--- PROBLEM DESCRIPTION ---
Please write each entry out again exactly as shown.

--- DATA UNDER STUDY ---
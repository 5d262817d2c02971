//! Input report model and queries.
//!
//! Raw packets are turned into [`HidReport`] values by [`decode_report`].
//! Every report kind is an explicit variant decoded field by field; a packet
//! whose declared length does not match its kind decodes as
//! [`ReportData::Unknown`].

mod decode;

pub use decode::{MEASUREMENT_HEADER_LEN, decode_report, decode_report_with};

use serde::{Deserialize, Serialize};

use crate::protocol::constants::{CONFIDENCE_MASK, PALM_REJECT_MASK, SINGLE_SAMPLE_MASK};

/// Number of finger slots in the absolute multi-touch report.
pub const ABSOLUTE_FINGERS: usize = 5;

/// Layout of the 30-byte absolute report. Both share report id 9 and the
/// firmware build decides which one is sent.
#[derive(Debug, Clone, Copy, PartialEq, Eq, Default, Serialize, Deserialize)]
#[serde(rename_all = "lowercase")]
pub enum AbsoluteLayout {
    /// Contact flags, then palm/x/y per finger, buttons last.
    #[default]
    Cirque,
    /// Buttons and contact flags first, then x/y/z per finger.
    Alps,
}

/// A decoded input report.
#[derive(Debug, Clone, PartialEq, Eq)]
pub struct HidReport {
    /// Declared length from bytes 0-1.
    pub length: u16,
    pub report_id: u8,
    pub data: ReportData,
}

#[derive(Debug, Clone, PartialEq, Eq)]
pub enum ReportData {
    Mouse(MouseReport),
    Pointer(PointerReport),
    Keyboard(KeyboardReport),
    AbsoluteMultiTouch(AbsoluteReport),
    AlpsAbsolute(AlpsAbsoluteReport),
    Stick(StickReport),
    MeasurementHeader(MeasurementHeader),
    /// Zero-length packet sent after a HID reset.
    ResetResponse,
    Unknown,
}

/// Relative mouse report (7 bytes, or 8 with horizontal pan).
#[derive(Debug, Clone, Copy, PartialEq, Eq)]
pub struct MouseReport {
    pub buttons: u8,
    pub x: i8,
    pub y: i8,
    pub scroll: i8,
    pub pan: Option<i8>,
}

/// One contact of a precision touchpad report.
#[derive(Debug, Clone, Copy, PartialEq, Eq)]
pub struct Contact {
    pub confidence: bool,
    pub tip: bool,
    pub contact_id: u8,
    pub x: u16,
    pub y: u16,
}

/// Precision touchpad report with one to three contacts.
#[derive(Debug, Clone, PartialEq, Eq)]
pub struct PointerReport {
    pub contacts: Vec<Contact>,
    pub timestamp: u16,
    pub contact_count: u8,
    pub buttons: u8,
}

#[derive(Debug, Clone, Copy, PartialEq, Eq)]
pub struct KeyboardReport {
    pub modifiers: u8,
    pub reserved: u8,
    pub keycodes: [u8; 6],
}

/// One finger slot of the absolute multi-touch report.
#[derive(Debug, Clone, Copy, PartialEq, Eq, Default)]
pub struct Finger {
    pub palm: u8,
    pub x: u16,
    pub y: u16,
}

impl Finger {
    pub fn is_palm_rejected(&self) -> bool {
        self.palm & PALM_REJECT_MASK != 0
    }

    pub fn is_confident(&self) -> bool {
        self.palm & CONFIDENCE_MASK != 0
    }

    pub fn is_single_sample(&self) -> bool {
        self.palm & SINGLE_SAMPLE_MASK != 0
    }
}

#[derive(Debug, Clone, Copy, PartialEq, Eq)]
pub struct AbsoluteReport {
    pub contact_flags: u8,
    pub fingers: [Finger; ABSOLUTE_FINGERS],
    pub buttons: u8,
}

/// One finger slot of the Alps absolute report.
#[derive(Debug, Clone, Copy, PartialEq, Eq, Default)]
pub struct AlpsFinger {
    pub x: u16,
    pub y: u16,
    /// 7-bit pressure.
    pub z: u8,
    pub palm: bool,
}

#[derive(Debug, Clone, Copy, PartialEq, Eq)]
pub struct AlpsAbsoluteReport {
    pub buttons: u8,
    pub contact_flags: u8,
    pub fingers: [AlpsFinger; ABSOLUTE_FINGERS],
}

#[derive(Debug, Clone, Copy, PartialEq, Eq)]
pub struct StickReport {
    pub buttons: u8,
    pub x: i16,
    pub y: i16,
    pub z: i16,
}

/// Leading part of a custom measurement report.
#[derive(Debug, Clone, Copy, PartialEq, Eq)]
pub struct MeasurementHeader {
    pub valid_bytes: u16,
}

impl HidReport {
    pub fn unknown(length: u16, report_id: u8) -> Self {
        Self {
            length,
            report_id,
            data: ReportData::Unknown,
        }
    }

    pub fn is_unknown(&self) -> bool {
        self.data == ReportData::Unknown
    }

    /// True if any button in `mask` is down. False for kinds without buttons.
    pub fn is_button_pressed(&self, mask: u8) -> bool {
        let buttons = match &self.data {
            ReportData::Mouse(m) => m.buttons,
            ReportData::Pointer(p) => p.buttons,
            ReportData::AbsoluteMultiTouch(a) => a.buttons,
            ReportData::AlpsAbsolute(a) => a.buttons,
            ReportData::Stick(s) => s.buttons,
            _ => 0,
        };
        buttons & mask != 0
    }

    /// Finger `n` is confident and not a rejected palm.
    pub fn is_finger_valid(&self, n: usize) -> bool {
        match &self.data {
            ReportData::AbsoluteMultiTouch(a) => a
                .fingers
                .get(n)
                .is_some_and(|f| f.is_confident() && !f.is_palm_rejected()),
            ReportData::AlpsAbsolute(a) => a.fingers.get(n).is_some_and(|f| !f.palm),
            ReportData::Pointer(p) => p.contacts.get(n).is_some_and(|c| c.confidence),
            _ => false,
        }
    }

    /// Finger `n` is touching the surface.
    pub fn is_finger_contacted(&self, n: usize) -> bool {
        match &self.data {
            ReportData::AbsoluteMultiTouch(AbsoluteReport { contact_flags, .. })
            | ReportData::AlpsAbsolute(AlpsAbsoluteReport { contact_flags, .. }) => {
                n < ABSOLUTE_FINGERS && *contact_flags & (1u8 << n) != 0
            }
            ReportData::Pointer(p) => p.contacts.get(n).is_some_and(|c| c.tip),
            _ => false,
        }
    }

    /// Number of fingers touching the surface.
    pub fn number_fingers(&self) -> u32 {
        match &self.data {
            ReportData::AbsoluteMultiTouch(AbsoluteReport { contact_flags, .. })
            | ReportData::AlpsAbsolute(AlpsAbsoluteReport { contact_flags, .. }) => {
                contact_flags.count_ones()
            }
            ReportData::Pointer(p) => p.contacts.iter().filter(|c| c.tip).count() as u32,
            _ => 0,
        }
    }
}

--- COMPLETED TASK ---
repository 5d262817d2c02971
//! Input report model and queries.
//!
//! Raw packets are turned into [`HidReport`] values by [`decode_report`].
//! Every report kind is an explicit variant decoded field by field; a packet
//! whose declared length does not match its kind decodes as
//! [`ReportData::Unknown`].

mod decode;

pub use decode::{MEASUREMENT_HEADER_LEN, decode_report, decode_report_with};

use serde::{Deserialize, Serialize};

use crate::protocol::constants::{CONFIDENCE_MASK, PALM_REJECT_MASK, SINGLE_SAMPLE_MASK};

/// Number of finger slots in the absolute multi-touch report.
pub const ABSOLUTE_FINGERS: usize = 5;

/// Layout of the 30-byte absolute report. Both share report id 9 and the
/// firmware build decides which one is sent.
#[derive(Debug, Clone, Copy, PartialEq, Eq, Default, Serialize, Deserialize)]
#[serde(rename_all = "lowercase")]
pub enum AbsoluteLayout {
    /// Contact flags, then palm/x/y per finger, buttons last.
    #[default]
    Cirque,
    /// Buttons and contact flags first, then x/y/z per finger.
    Alps,
}

/// A decoded input report.
#[derive(Debug, Clone, PartialEq, Eq)]
pub struct HidReport {
    /// Declared length from bytes 0-1.
    pub length: u16,
    pub report_id: u8,
    pub data: ReportData,
}

#[derive(Debug, Clone, PartialEq, Eq)]
pub enum ReportData {
    Mouse(MouseReport),
    Pointer(PointerReport),
    Keyboard(KeyboardReport),
    AbsoluteMultiTouch(AbsoluteReport),
    AlpsAbsolute(AlpsAbsoluteReport),
    Stick(StickReport),
    MeasurementHeader(MeasurementHeader),
    /// Zero-length packet sent after a HID reset.
    ResetResponse,
    Unknown,
}

/// Relative mouse report (7 bytes, or 8 with horizontal pan).
#[derive(Debug, Clone, Copy, PartialEq, Eq)]
pub struct MouseReport {
    pub buttons: u8,
    pub x: i8,
    pub y: i8,
    pub scroll: i8,
    pub pan: Option<i8>,
}

/// One contact of a precision touchpad report.
#[derive(Debug, Clone, Copy, PartialEq, Eq)]
pub struct Contact {
    pub confidence: bool,
    pub tip: bool,
    pub contact_id: u8,
    pub x: u16,
    pub y: u16,
}

/// Precision touchpad report with one to three contacts.
#[derive(Debug, Clone, PartialEq, Eq)]
pub struct PointerReport {
    pub contacts: Vec<Contact>,
    pub timestamp: u16,
    pub contact_count: u8,
    pub buttons: u8,
}

#[derive(Debug, Clone, Copy, PartialEq, Eq)]
pub struct KeyboardReport {
    pub modifiers: u8,
    pub reserved: u8,
    pub keycodes: [u8; 6],
}

/// One finger slot of the absolute multi-touch report.
#[derive(Debug, Clone, Copy, PartialEq, Eq, Default)]
pub struct Finger {
    pub palm: u8,
    pub x: u16,
    pub y: u16,
}

impl Finger {
    pub fn is_palm_rejected(&self) -> bool {
        self.palm & PALM_REJECT_MASK != 0
    }

    pub fn is_confident(&self) -> bool {
        self.palm & CONFIDENCE_MASK != 0
    }

    pub fn is_single_sample(&self) -> bool {
        self.palm & SINGLE_SAMPLE_MASK != 0
    }
}

#[derive(Debug, Clone, Copy, PartialEq, Eq)]
pub struct AbsoluteReport {
    pub contact_flags: u8,
    pub fingers: [Finger; ABSOLUTE_FINGERS],
    pub buttons: u8,
}

/// One finger slot of the Alps absolute report.
#[derive(Debug, Clone, Copy, PartialEq, Eq, Default)]
pub struct AlpsFinger {
    pub x: u16,
    pub y: u16,
    /// 7-bit pressure.
    pub z: u8,
    pub palm: bool,
}

#[derive(Debug, Clone, Copy, PartialEq, Eq)]
pub struct AlpsAbsoluteReport {
    pub buttons: u8,
    pub contact_flags: u8,
    pub fingers: [AlpsFinger; ABSOLUTE_FINGERS],
}

#[derive(Debug, Clone, Copy, PartialEq, Eq)]
pub struct StickReport {
    pub buttons: u8,
    pub x: i16,
    pub y: i16,
    pub z: i16,
}

/// Leading part of a custom measurement report.
#[derive(Debug, Clone, Copy, PartialEq, Eq)]
pub struct MeasurementHeader {
    pub valid_bytes: u16,
}

impl HidReport {
    pub fn unknown(length: u16, report_id: u8) -> Self {
        Self {
            length,
            report_id,
            data: ReportData::Unknown,
        }
    }

    pub fn is_unknown(&self) -> bool {
        self.data == ReportData::Unknown
    }

    /// True if any button in `mask` is down. False for kinds without buttons.
    pub fn is_button_pressed(&self, mask: u8) -> bool {
        let buttons = match &self.data {
            ReportData::Mouse(m) => m.buttons,
            ReportData::Pointer(p) => p.buttons,
            ReportData::AbsoluteMultiTouch(a) => a.buttons,
            ReportData::AlpsAbsolute(a) => a.buttons,
            ReportData::Stick(s) => s.buttons,
            _ => 0,
        };
        buttons & mask != 0
    }

    /// Finger `n` is confident and not a rejected palm.
    pub fn is_finger_valid(&self, n: usize) -> bool {
        match &self.data {
            ReportData::AbsoluteMultiTouch(a) => a
                .fingers
                .get(n)
                .is_some_and(|f| f.is_confident() && !f.is_palm_rejected()),
            ReportData::AlpsAbsolute(a) => a.fingers.get(n).is_some_and(|f| !f.palm),
            ReportData::Pointer(p) => p.contacts.get(n).is_some_and(|c| c.confidence),
            _ => false,
        }
    }

    /// Finger `n` is touching the surface.
    pub fn is_finger_contacted(&self, n: usize) -> bool {
        match &self.data {
            ReportData::AbsoluteMultiTouch(AbsoluteReport { contact_flags, .. })
            | ReportData::AlpsAbsolute(AlpsAbsoluteReport { contact_flags, .. }) => {
                n < ABSOLUTE_FINGERS && *contact_flags & (1u8 << n) != 0
            }
            ReportData::Pointer(p) => p.contacts.get(n).is_some_and(|c| c.tip),
            _ => false,
        }
    }

    /// Number of fingers touching the surface.
    pub fn number_fingers(&self) -> u32 {
        match &self.data {
            ReportData::AbsoluteMultiTouch(AbsoluteReport { contact_flags, .. })
            | ReportData::AlpsAbsolute(AlpsAbsoluteReport { contact_flags, .. }) => {
                contact_flags.count_ones()
            }
            ReportData::Pointer(p) => p.contacts.iter().filter(|c| c.tip).count() as u32,
            _ => 0,
        }
    }
}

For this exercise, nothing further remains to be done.